He would always regard her works as "the intersection of artistic & political tacts which we always desire their oneness within the awareness of a revolutionary unit"[5].
Breton in fact would idealize and romanticize the revolution in which kahlo was living . What Breton deemed a mental obsession was something Kahlo had experienced as routine life activities? Her unconscious orientation towards Surrealism and her instinct-driven approach was her obvious difference with the painters of that period. Generally – speaking, we can say through words & images surrealists sought to extract phenomenal facts from exotic, unconscious and sensual sources of mind. While those phenomenal facts would form kahlo's everyday life. It is based on this fact, that the role psychoanalysis plays in kahlo's mind for investigating her works is highlighted. Her paintings are taken from her life facts and aspirations, which are pictured by the artist's unconsciousness.
The fact that kahlo's works are bizarre is because she doesn't succumb to a routine life, and goes beyond a world where her status is iconic and fixed. Sufferings she underwent in her life caused her to rebel against a modern, dominant and male culture unconsciously.
As we saw, psychoanalysis helps us understand the causes of this conflicting force. Blood as a conflicting force and the element of root as the female fertility force in kahlo's works are more evident.
The element of root is highlighted most in her works because of kahlo's infertility and fear of discontinuity of her generation.
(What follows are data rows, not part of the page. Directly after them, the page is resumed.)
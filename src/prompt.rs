//! Prompt construction for reply generation.

use serde::Serialize;

use crate::request::GenerationRequest;

const FRAMING: &str = "You are an AI email assistant. Write a reply to the email below; \
do not compose a new message from scratch. ";

const GUIDELINES: &str = "Important guidelines: \
- Do NOT include a subject line \
- Start directly with the email body \
- Keep the response contextually appropriate \
- Include a proper greeting and closing \
- Address the main points of the original email ";

const CONTENT_LABEL: &str = "\n\nOriginal Email Content:\n";
const CLOSING_INSTRUCTION: &str = "\n\nGenerate only the email reply body (no subject line):";

/// Reply tone. Anything outside the fixed set is carried through as
/// [`Tone::Custom`] and echoed into the prompt as written.
#[derive(Debug, Clone, PartialEq, Eq)]
pub enum Tone {
    Professional,
    Casual,
    Friendly,
    Formal,
    Concise,
    Custom(String),
}

/// Entry in the list served to clients.
#[derive(Debug, Clone, Serialize)]
pub struct ToneDescription {
    pub name: &'static str,
    pub description: &'static str,
}

impl Tone {
    /// Case-insensitive, trimmed; blank means professional.
    pub fn parse(raw: Option<&str>) -> Self {
        let trimmed = raw.map(str::trim).unwrap_or_default();
        match trimmed.to_lowercase().as_str() {
            "" | "professional" => Tone::Professional,
            "casual" => Tone::Casual,
            "friendly" => Tone::Friendly,
            "formal" => Tone::Formal,
            "concise" => Tone::Concise,
            _ => Tone::Custom(trimmed.to_string()),
        }
    }

    pub fn instruction(&self) -> String {
        match self {
            Tone::Professional => {
                "Use a professional, courteous tone. Be formal but approachable. ".to_string()
            }
            Tone::Casual => "Use a casual, friendly tone. Be relaxed and conversational. ".to_string(),
            Tone::Friendly => "Use a warm, friendly tone. Be personable and engaging. ".to_string(),
            Tone::Formal => {
                "Use a formal, business-appropriate tone. Be respectful and structured. ".to_string()
            }
            Tone::Concise => {
                "Be brief and to-the-point. Use short sentences and get straight to the message. "
                    .to_string()
            }
            Tone::Custom(tone) => format!("Use a {tone} tone. "),
        }
    }

    pub fn supported() -> [ToneDescription; 5] {
        [
            ToneDescription {
                name: "professional",
                description: "Professional, courteous, and business-appropriate",
            },
            ToneDescription {
                name: "casual",
                description: "Casual, relaxed, and informal",
            },
            ToneDescription {
                name: "friendly",
                description: "Warm, friendly, and approachable",
            },
            ToneDescription {
                name: "formal",
                description: "Very formal, respectful, and traditional",
            },
            ToneDescription {
                name: "concise",
                description: "Brief, direct, and to-the-point",
            },
        ]
    }
}

/// Turns a [`GenerationRequest`] into the single instruction string sent to
/// the provider. Deterministic; applies no length cap of its own.
#[derive(Debug, Default, Clone, Copy)]
pub struct PromptBuilder;

impl PromptBuilder {
    pub fn new() -> Self {
        Self
    }

    pub fn build(&self, request: &GenerationRequest) -> String {
        let tone = Tone::parse(request.tone.as_deref());

        let mut prompt = String::with_capacity(
            FRAMING.len() + GUIDELINES.len() + request.content.len() + 256,
        );
        prompt.push_str(FRAMING);
        prompt.push_str(&tone.instruction());
        prompt.push_str(GUIDELINES);

        if let Some(style) = request.effective_style() {
            prompt.push_str("Additional writing style requirements: ");
            prompt.push_str(style);
            prompt.push(' ');
        }

        prompt.push_str(CONTENT_LABEL);
        prompt.push_str(&request.content);
        prompt.push_str(CLOSING_INSTRUCTION);
        prompt
    }
}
Another element seen in kahlo's works, is her using of religious elements both in form and in content.In her works form, we observe that she chooses her work's dimensions as the size of votive paintings.On the other hand she uses the content of iconic expressiveness and religious elements in her works. But what is important is the point that although religions paintings enjoy iconic and metaphoric elements, a mode of expressiveness comes to the surface in them and that's because of the religions quotes and saying with which people are familiar. In other words religious paintings describe a narration vividly which is etched in the other's minds out of the painting itself. But kahlo's paintings are personal simulation that are in a direct relation with the artist's inner thought and conjugated with her life[13].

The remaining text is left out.